No Stepford Wives Because let’s be clear on one thing: the kingdom dynamics of love and sacrifice call us to apply gender roles very differently than we would if we were pursuing lives of ease and stability. When you believe that you’re pioneering a new country, when you believe that you’re pushing back the boundaries of brokenness, when you believe that you are fighting to see the kingdom of God reign in the hearts of men, it’s highly unlikely you’ll be content as June Cleaver.
Instead your role models for womanhood will be women like Katharina von Bora, who singlehandedly managed her family estates thus enabling her husband (Martin Luther) to do nothing less than turn the known church on its ear. Your role model for womanhood will be Abigail Adams, great-granddaughter of Puritans, whose minister father insisted on her education and who by her intelligence and grace helped her husband (and son) establish the very foundations of our fledgling government. You’re more likely to look to a woman like Caroline Ingalls who sweated alongside her husband, built her home with her bare hands, plowed fields, and tamed the frontier all for the sake of a dream. And you’re more likely to model your understanding of Christian womanhood after someone like Elisabeth Elliot who rejected the opportunity to be June Cleaver and went instead with her husband to live and die in the jungles of Ecuador--all to tell those who had never heard that Jesus lives.
These were no Stepford wives.
And yet, neither were they feminists in a political sense. (As a former nun, Katharina von Bora’s most revolutionary act was marrying and having children.) No, they were simply strong women who embodied all that it means to be human—they embraced their femininity, their capacity to bear and nurture life, their minds, their husbands, and their individual callings all in pursuit of goals and glories greater than their own private issues.
Deeper Issues Today, the easiest way to undermine a conservative understanding of gender is to align it with 1950s domesticity—something that that both liberals and conservatives are prone to do. But we must acknowledge that applications of gender are simply an expression of deeper values; poor June Cleaver was really only ever a presenting issue. The deeper question is what is driving us: Are we being motivated by our own needs or our own fears? Are we looking for lives of ease and comfort? Are we willing to use others to achieve that for ourselves?

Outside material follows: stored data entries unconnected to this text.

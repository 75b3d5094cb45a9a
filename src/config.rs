use clap::Parser;
use serde::Deserialize;
use std::path::PathBuf;
use std::time::Duration;

#[derive(Parser, Debug)]
#[command(name = "agora", about = "A social content server")]
pub struct Cli {
    /// Path to config file
    #[arg(short, long)]
    pub config: Option<PathBuf>,

    /// Host to bind to
    #[arg(long)]
    pub host: Option<String>,

    /// Port to bind to
    #[arg(short, long)]
    pub port: Option<u16>,

    /// Path to data directory
    #[arg(long)]
    pub data_dir: Option<PathBuf>,
}

#[derive(Deserialize, Debug, Clone, Default)]
#[serde(default)]
pub struct Config {
    pub server: ServerConfig,
    pub database: DatabaseConfig,
    pub cache: CacheConfig,
    pub auth: AuthConfig,
    pub admin: AdminConfig,
}

#[derive(Deserialize, Debug, Clone)]
#[serde(default)]
pub struct ServerConfig {
    pub host: String,
    pub port: u16,
}

#[derive(Deserialize, Debug, Clone, Default)]
#[serde(default)]
pub struct DatabaseConfig {
    pub path: Option<PathBuf>,
}

/// Cache tuning. There is no invalidation on write: each TTL bounds how
/// stale the corresponding listings may get.
#[derive(Deserialize, Debug, Clone)]
#[serde(default)]
pub struct CacheConfig {
    pub enabled: bool,
    pub posts_ttl_secs: u64,
    pub users_ttl_secs: u64,
    pub comments_ttl_secs: u64,
}

#[derive(Deserialize, Debug, Clone)]
#[serde(default)]
pub struct AuthConfig {
    pub token_hours: u64,
}

/// Admin account seeded at startup. Env vars AGORA_ADMIN_EMAIL,
/// AGORA_ADMIN_USERNAME and AGORA_ADMIN_PASSWORD override the file.
#[derive(Deserialize, Debug, Clone, Default)]
#[serde(default)]
pub struct AdminConfig {
    pub email: Option<String>,
    pub username: Option<String>,
    pub password: Option<String>,
}

impl Default for ServerConfig {
    fn default() -> Self {
        Self {
            host: "0.0.0.0".to_string(),
            port: 3000,
        }
    }
}

impl Default for CacheConfig {
    fn default() -> Self {
        Self {
            enabled: true,
            posts_ttl_secs: 3600,
            users_ttl_secs: 3600,
            comments_ttl_secs: 60,
        }
    }
}

impl Default for AuthConfig {
    fn default() -> Self {
        Self { token_hours: 24 }
    }
}

impl CacheConfig {
    pub fn posts_ttl(&self) -> Duration {
        Duration::from_secs(self.posts_ttl_secs)
    }

    pub fn users_ttl(&self) -> Duration {
        Duration::from_secs(self.users_ttl_secs)
    }

    pub fn comments_ttl(&self) -> Duration {
        Duration::from_secs(self.comments_ttl_secs)
    }
}

impl AuthConfig {
    pub fn token_ttl(&self) -> Duration {
        Duration::from_secs(self.token_hours * 3600)
    }
}

impl Config {
    pub fn load(cli: &Cli) -> anyhow::Result<Self> {
        let data_dir = Self::data_dir(cli);
        let config_path = cli
            .config
            .clone()
            .unwrap_or_else(|| data_dir.join("config.toml"));

        let mut config = if config_path.exists() {
            let content = std::fs::read_to_string(&config_path)?;
            toml::from_str(&content)?
        } else {
            Config::default()
        };

        // CLI overrides
        if let Some(ref host) = cli.host {
            config.server.host = host.clone();
        }
        if let Some(port) = cli.port {
            config.server.port = port;
        }

        // Env overrides for the admin seed
        if let Ok(email) = std::env::var("AGORA_ADMIN_EMAIL") {
            config.admin.email = Some(email);
        }
        if let Ok(username) = std::env::var("AGORA_ADMIN_USERNAME") {
            config.admin.username = Some(username);
        }
        if let Ok(password) = std::env::var("AGORA_ADMIN_PASSWORD") {
            config.admin.password = Some(password);
        }

        // Resolve paths relative to data dir
        if config.database.path.is_none() {
            config.database.path = Some(data_dir.join("agora.db"));
        }

        Ok(config)
    }

    pub fn data_dir(cli: &Cli) -> PathBuf {
        cli.data_dir.clone().unwrap_or_else(|| {
            dirs::home_dir()
                .expect("Could not determine home directory")
                .join(".agora")
        })
    }

    pub fn db_path(&self) -> &PathBuf {
        self.database.path.as_ref().expect("database path resolved in load()")
    }
}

Or are we pioneers, pilgrims on a journey from this world to the next? Are we men and women working together in pursuit of the kingdom of God? Are we captured by a greater vision and a greater dream of what God is doing in the world? When our churches are motivated by finding comfort in this life, it’s very possible that we would end up recreating a 1950s context; but as we concern ourselves with service and love, as we valiantly pursue the kingdom, June Cleaver with all her niceties and comfortable stability will have little place in the conversation. Until then, let’s put a moratorium on associating her with a conservative understanding of gender; and as a first step to that end, maybe we should all watch a little less Mad Men from now on.